• **Stored items**:
########################################
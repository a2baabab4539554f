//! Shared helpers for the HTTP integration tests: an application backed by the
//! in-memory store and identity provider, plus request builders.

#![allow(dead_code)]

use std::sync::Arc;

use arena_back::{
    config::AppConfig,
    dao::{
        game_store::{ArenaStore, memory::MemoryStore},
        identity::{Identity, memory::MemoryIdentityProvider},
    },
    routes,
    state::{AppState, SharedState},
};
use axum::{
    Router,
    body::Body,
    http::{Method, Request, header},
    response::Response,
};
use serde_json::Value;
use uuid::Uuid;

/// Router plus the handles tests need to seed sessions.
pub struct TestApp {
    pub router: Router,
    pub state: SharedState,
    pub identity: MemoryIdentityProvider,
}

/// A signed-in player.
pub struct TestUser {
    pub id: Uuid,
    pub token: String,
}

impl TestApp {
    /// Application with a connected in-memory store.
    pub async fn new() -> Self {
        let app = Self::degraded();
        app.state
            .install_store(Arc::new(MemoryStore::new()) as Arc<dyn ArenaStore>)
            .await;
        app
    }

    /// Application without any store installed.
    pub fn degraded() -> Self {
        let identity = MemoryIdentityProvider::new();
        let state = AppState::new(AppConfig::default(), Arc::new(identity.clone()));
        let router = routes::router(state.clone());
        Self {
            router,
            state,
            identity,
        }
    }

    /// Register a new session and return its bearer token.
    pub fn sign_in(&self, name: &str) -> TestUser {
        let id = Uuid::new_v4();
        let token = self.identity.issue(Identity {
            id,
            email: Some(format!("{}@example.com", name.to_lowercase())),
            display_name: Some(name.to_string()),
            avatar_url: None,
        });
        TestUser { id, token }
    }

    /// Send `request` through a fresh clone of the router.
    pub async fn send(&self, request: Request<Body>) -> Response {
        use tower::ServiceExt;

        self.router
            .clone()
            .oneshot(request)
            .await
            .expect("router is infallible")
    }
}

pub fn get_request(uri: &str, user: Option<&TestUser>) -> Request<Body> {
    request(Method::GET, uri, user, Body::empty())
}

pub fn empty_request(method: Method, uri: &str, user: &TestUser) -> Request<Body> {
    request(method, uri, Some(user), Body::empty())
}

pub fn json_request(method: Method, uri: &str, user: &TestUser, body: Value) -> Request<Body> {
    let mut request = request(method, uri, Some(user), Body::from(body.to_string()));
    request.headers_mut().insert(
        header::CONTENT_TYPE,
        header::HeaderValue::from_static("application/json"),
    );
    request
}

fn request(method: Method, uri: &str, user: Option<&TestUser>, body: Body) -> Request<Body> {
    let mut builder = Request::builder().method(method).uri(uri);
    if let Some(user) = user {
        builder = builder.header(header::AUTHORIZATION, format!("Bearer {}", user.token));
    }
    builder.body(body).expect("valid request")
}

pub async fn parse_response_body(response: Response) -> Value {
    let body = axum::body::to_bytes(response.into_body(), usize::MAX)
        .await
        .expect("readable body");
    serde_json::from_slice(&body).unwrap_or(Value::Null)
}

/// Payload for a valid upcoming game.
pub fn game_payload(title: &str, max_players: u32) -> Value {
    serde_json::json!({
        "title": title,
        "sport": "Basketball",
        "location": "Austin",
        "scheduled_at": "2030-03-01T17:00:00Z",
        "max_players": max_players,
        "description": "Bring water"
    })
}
########################################
A verbatim copy of all the records is required. Write it out in full.

• **Response box**:
repository a2baabab4539554f
//! Shared helpers for the HTTP integration tests: an application backed by the
//! in-memory store and identity provider, plus request builders.

#![allow(dead_code)]

use std::sync::Arc;

use arena_back::{
    config::AppConfig,
    dao::{
        game_store::{ArenaStore, memory::MemoryStore},
        identity::{Identity, memory::MemoryIdentityProvider},
    },
    routes,
    state::{AppState, SharedState},
};
use axum::{
    Router,
    body::Body,
    http::{Method, Request, header},
    response::Response,
};
use serde_json::Value;
use uuid::Uuid;

/// Router plus the handles tests need to seed sessions.
pub struct TestApp {
    pub router: Router,
    pub state: SharedState,
    pub identity: MemoryIdentityProvider,
}

/// A signed-in player.
pub struct TestUser {
    pub id: Uuid,
    pub token: String,
}

impl TestApp {
    /// Application with a connected in-memory store.
    pub async fn new() -> Self {
        let app = Self::degraded();
        app.state
            .install_store(Arc::new(MemoryStore::new()) as Arc<dyn ArenaStore>)
            .await;
        app
    }

    /// Application without any store installed.
    pub fn degraded() -> Self {
        let identity = MemoryIdentityProvider::new();
        let state = AppState::new(AppConfig::default(), Arc::new(identity.clone()));
        let router = routes::router(state.clone());
        Self {
            router,
            state,
            identity,
        }
    }

    /// Register a new session and return its bearer token.
    pub fn sign_in(&self, name: &str) -> TestUser {
        let id = Uuid::new_v4();
        let token = self.identity.issue(Identity {
            id,
            email: Some(format!("{}@example.com", name.to_lowercase())),
            display_name: Some(name.to_string()),
            avatar_url: None,
        });
        TestUser { id, token }
    }

    /// Send `request` through a fresh clone of the router.
    pub async fn send(&self, request: Request<Body>) -> Response {
        use tower::ServiceExt;

        self.router
            .clone()
            .oneshot(request)
            .await
            .expect("router is infallible")
    }
}

pub fn get_request(uri: &str, user: Option<&TestUser>) -> Request<Body> {
    request(Method::GET, uri, user, Body::empty())
}

pub fn empty_request(method: Method, uri: &str, user: &TestUser) -> Request<Body> {
    request(method, uri, Some(user), Body::empty())
}

pub fn json_request(method: Method, uri: &str, user: &TestUser, body: Value) -> Request<Body> {
    let mut request = request(method, uri, Some(user), Body::from(body.to_string()));
    request.headers_mut().insert(
        header::CONTENT_TYPE,
        header::HeaderValue::from_static("application/json"),
    );
    request
}

fn request(method: Method, uri: &str, user: Option<&TestUser>, body: Body) -> Request<Body> {
    let mut builder = Request::builder().method(method).uri(uri);
    if let Some(user) = user {
        builder = builder.header(header::AUTHORIZATION, format!("Bearer {}", user.token));
    }
    builder.body(body).expect("valid request")
}

pub async fn parse_response_body(response: Response) -> Value {
    let body = axum::body::to_bytes(response.into_body(), usize::MAX)
        .await
        .expect("readable body");
    serde_json::from_slice(&body).unwrap_or(Value::Null)
}

/// Payload for a valid upcoming game.
pub fn game_payload(title: &str, max_players: u32) -> Value {
    serde_json::json!({
        "title": title,
        "sport": "Basketball",
        "location": "Austin",
        "scheduled_at": "2030-03-01T17:00:00Z",
        "max_players": max_players,
        "description": "Bring water"
    })
}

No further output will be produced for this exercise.